How smart do you think you are? Did you receive good grades in school? Did you graduate and go on to college? Do you know not to text and drive? Being smart, or intelligent, is a relative concept, but it does entail knowing your “Dos” and “Don’ts.” Luckily, we receive training on those very things early in life.
We all learned not to touch the hot pan on the stove. Of course, this was after someone told us not to touch it, and we reached for it anyway. That burn taught us that pans on the stove can be hot, hot things can hurt us, and we need to listen to our parents. That experience also taught us something else, we don’t know squat until we learn something and demonstrate that knowledge.
In case you were wondering, the demonstration part of knowledge is the difference between knowing to look both ways before you cross the street, and putting it into practice. This is where many people usually make mistakes. They forget to use the knowledge that they have—use it or lose.
As I am writing this post, a very skilled carpenter is building a lovely deck in my back yard. In the past, my husband and I would take up the task, working together to set the posts, frame the structure, and stain the surface. We know enough to measure twice, cut once, but this deck was much larger than we wanted to attempt, and it included a pergola. We also knew we did not have time to invest in working long hours in the backyard. We knew our limitations and planned accordingly—we hired a professional. We also know to hire a professional when it comes to extensive electrical work, automobile service, and litigation. “He who represents himself has a fool for a client” – Abraham Lincoln.
Knowing your limitations is an important part of being smart. You have to know your areas of “expertise” and areas where you just need to step back and let someone better take charge. We can’t all be experts at everything. Just because I am pretty good at getting out a splinter, it doesn’t qualify me as a brain surgeon. On that same note, just because I can walk a straight line, it doesn’t mean I can navigate a balance beam at the Olympics, or join Nik Wallenda in crossing over Niagara Falls on a tightrope. The knowledge that I don’t know something keeps me safe. I know when I shouldn’t take risks.
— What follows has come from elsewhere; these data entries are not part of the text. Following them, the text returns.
//! Data models for the Electrostore backend.
//!
//! Field names match the storefront client's JSON shapes.

mod product;
mod user;

pub use product::*;
pub use user::*;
There are times when people take risks in life, and that’s not always a bad thing. You just need to be knowledgeable of the risk you are taking and the consequences of that risk. Risks can be anything from investing money, choosing to accept a new job across the country, or skydiving. When you do take a risk, surround yourself with knowledgeable people in that area, and then it won’t be so…risky. It’s OK if you don’t know everything. If you think you know everything, then you are ignorant. If you know you don’t, then you are one smart cookie.